[Start of Attachment]

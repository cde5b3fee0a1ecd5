/// Password hashing and verification using Argon2id
use crate::error::{IdentityError, Result};
use argon2::{
    password_hash::{rand_core::OsRng, PasswordHash, PasswordHasher, PasswordVerifier, SaltString},
    Argon2,
};
use once_cell::sync::Lazy;

/// Hash verified when no account matches, so the "unknown account" path
/// costs the same as the "wrong password" path.
static DUMMY_HASH: Lazy<Option<String>> = Lazy::new(|| {
    let secret = crypto_core::generate_opaque_token(16);
    hash_password(&secret).ok()
});

/// Compute the throwaway hash now so the first unknown-account login does not
/// pay for hashing on top of verifying. Returns whether it is available.
pub fn warm_up() -> bool {
    Lazy::force(&DUMMY_HASH).is_some()
}

/// Hash a password using Argon2id algorithm
///
/// ## Security
///
/// - Algorithm: Argon2id (default configuration)
/// - Salt: Random 16-byte salt generated per password
/// - Cost parameters are embedded in the PHC string, so later changes to
///   the defaults never invalidate stored hashes
///
/// ## Returns
///
/// PHC-formatted hash string safe for database storage
pub fn hash_password(password: &str) -> Result<String> {
    let salt = SaltString::generate(&mut OsRng);
    let argon2 = Argon2::default();

    let password_hash = argon2
        .hash_password(password.as_bytes(), &salt)
        .map_err(|e| IdentityError::Internal(format!("Password hashing failed: {}", e)))?
        .to_string();

    Ok(password_hash)
}

/// Verify a password against its hash
///
/// ## Security
///
/// - Uses constant-time comparison to prevent timing attacks
/// - Supports Argon2id PHC format
///
/// ## Returns
///
/// `true` if password matches hash, `false` otherwise
pub fn verify_password(password: &str, password_hash: &str) -> Result<bool> {
    let parsed_hash = PasswordHash::new(password_hash)
        .map_err(|e| IdentityError::Internal(format!("Invalid password hash format: {}", e)))?;

    match Argon2::default().verify_password(password.as_bytes(), &parsed_hash) {
        Ok(_) => Ok(true),
        Err(argon2::password_hash::Error::Password) => Ok(false),
        Err(e) => Err(IdentityError::Internal(format!(
            "Password verification failed: {}",
            e
        ))),
    }
}

/// Verify against the stored hash, or against a throwaway hash when there is
/// no account. Never errors: a corrupt stored hash counts as a mismatch.
pub fn verify_password_or_dummy(password: &str, password_hash: Option<&str>) -> bool {
    match password_hash {
        Some(hash) => verify_password(password, hash).unwrap_or_else(|e| {
            tracing::error!(error = %e, "Stored password hash could not be verified");
            false
        }),
        None => {
            if let Some(dummy) = DUMMY_HASH.as_deref() {
                let _ = verify_password(password, dummy);
            }
            false
        }
    }
}

#[cfg(test)]
mod tests {
    use super::*;

    #[test]
    fn test_hash_and_verify_valid_password() {
        let password = "senha-forte-123";
        let hash = hash_password(password).expect("should hash password successfully");
        assert!(hash.starts_with("$argon2id$"));
        assert!(verify_password(password, &hash).expect("should verify successfully"));
    }

    #[test]
    fn test_verify_wrong_password() {
        let hash = hash_password("senha-forte-123").expect("should hash password successfully");
        assert!(!verify_password("senha-errada", &hash).expect("verification should succeed"));
    }

    #[test]
    fn test_different_hashes_for_same_password() {
        let password = "senha-forte-123";
        let hash1 = hash_password(password).expect("should hash successfully");
        let hash2 = hash_password(password).expect("should hash successfully");
        // Different salts should produce different hashes
        assert_ne!(hash1, hash2);
    }

    #[test]
    fn test_malformed_hash_is_an_error() {
        assert!(matches!(
            verify_password("whatever", "not-a-phc-string"),
            Err(IdentityError::Internal(_))
        ));
        assert!(!verify_password_or_dummy("whatever", Some("not-a-phc-string")));
    }

    #[test]
    fn test_missing_account_never_verifies() {
        assert!(!verify_password_or_dummy("anything", None));
    }

    #[test]
    fn test_warm_up_computes_dummy_hash() {
        assert!(warm_up());
        let dummy = Lazy::get(&DUMMY_HASH).and_then(|h| h.as_deref());
        assert!(dummy.is_some_and(|h| h.starts_with("$argon2id$")));
    }
}
/// Account database operations
use async_trait::async_trait;
use chrono::Utc;
use sqlx::PgPool;
use tracing::debug;
use uuid::Uuid;

use super::AccountStore;
use crate::error::{IdentityError, Result};
use crate::models::{Account, AccountStatus, NewAccount, StatusChange};

/// Column list shared by every account read; `u` is users, `r` is roles
const ACCOUNT_COLUMNS: &str = r#"
    u.id, u.email, u.password_hash, u.name, u.national_id, u.phone,
    u.role_id, r.name AS role_name, r.level AS role_level,
    u.municipality_id, u.unit, u.status, u.is_authorized,
    u.created_at, u.updated_at
"#;

#[derive(Clone)]
pub struct PgAccountStore {
    pool: PgPool,
}

impl PgAccountStore {
    pub fn new(pool: PgPool) -> Self {
        Self { pool }
    }

    async fn find_one(&self, filter: &str, value: impl AsRef<str>) -> Result<Option<Account>> {
        let sql = format!(
            "SELECT {ACCOUNT_COLUMNS} FROM users u JOIN roles r ON r.id = u.role_id WHERE {filter} = $1"
        );
        let account = sqlx::query_as::<_, Account>(&sql)
            .bind(value.as_ref())
            .fetch_optional(&self.pool)
            .await
            .map_err(|e| IdentityError::Database(e.to_string()))?;

        Ok(account)
    }
}

fn is_unique_violation(err: &sqlx::Error) -> bool {
    matches!(err, sqlx::Error::Database(db) if db.is_unique_violation())
}

#[async_trait]
impl AccountStore for PgAccountStore {
    async fn find_by_id(&self, id: Uuid) -> Result<Option<Account>> {
        let sql = format!(
            "SELECT {ACCOUNT_COLUMNS} FROM users u JOIN roles r ON r.id = u.role_id WHERE u.id = $1"
        );
        let account = sqlx::query_as::<_, Account>(&sql)
            .bind(id)
            .fetch_optional(&self.pool)
            .await
            .map_err(|e| IdentityError::Database(e.to_string()))?;

        Ok(account)
    }

    async fn find_by_national_id(&self, national_id: &str) -> Result<Option<Account>> {
        self.find_one("u.national_id", national_id).await
    }

    async fn find_by_email(&self, email: &str) -> Result<Option<Account>> {
        self.find_one("u.email", email).await
    }

    async fn create(&self, account: &NewAccount) -> Result<Account> {
        let now = Utc::now();
        let sql = format!(
            r#"
            WITH u AS (
                INSERT INTO users (
                    id, email, password_hash, name, national_id, phone,
                    role_id, municipality_id, unit, status, is_authorized,
                    created_at, updated_at
                )
                VALUES ($1, $2, $3, $4, $5, $6, $7, $8, $9, $10, FALSE, $11, $11)
                RETURNING *
            )
            SELECT {ACCOUNT_COLUMNS} FROM u JOIN roles r ON r.id = u.role_id
            "#
        );

        let created = sqlx::query_as::<_, Account>(&sql)
            .bind(Uuid::new_v4())
            .bind(&account.email)
            .bind(&account.password_hash)
            .bind(&account.name)
            .bind(&account.national_id)
            .bind(&account.phone)
            .bind(account.role_id)
            .bind(account.municipality_id)
            .bind(&account.unit)
            .bind(AccountStatus::PendingAuthorization)
            .bind(now)
            .fetch_one(&self.pool)
            .await
            .map_err(|e| {
                if is_unique_violation(&e) {
                    IdentityError::Conflict
                } else {
                    IdentityError::Database(e.to_string())
                }
            })?;

        debug!(account_id = %created.id, "Account row inserted");
        Ok(created)
    }

    async fn update_status(&self, change: &StatusChange) -> Result<bool> {
        let now = Utc::now();
        let (status, is_authorized) = change.decision.outcome();

        let mut tx = self.pool.begin().await?;

        let updated = sqlx::query(
            r#"
            UPDATE users
            SET status = $1, is_authorized = $2, updated_at = $3
            WHERE id = $4 AND status = $5
            "#,
        )
        .bind(status)
        .bind(is_authorized)
        .bind(now)
        .bind(change.account_id)
        .bind(change.expected)
        .execute(&mut *tx)
        .await?
        .rows_affected();

        if updated == 0 {
            tx.rollback().await?;
            return Ok(false);
        }

        let record = change.record(now);
        sqlx::query(
            r#"
            INSERT INTO user_authorizations (id, user_id, decided_by, decision, reason, decided_at)
            VALUES ($1, $2, $3, $4, $5, $6)
            "#,
        )
        .bind(record.id)
        .bind(record.account_id)
        .bind(record.decided_by)
        .bind(record.decision)
        .bind(&record.reason)
        .bind(record.decided_at)
        .execute(&mut *tx)
        .await?;

        tx.commit().await?;
        Ok(true)
    }

    async fn list_by_status(&self, status: AccountStatus) -> Result<Vec<Account>> {
        let sql = format!(
            r#"
            SELECT {ACCOUNT_COLUMNS}
            FROM users u JOIN roles r ON r.id = u.role_id
            WHERE u.status = $1
            ORDER BY u.created_at ASC, u.id ASC
            "#
        );
        let accounts = sqlx::query_as::<_, Account>(&sql)
            .bind(status)
            .fetch_all(&self.pool)
            .await
            .map_err(|e| IdentityError::Database(e.to_string()))?;

        Ok(accounts)
    }

    async fn list_active_by_municipality(&self, municipality_id: i32) -> Result<Vec<Account>> {
        let sql = format!(
            r#"
            SELECT {ACCOUNT_COLUMNS}
            FROM users u JOIN roles r ON r.id = u.role_id
            WHERE u.municipality_id = $1 AND u.status = $2
            ORDER BY u.created_at ASC, u.id ASC
            "#
        );
        sqlx::query_as::<_, Account>(&sql)
            .bind(municipality_id)
            .bind(AccountStatus::Active)
            .fetch_all(&self.pool)
            .await
            .map_err(|e| IdentityError::Database(e.to_string()))
    }
}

[End of Attachment]

REQUIRED ACTION: Say how many lines of the entries above hold the string "whatever", and say nothing besides the number.

FINISHED TASK: 2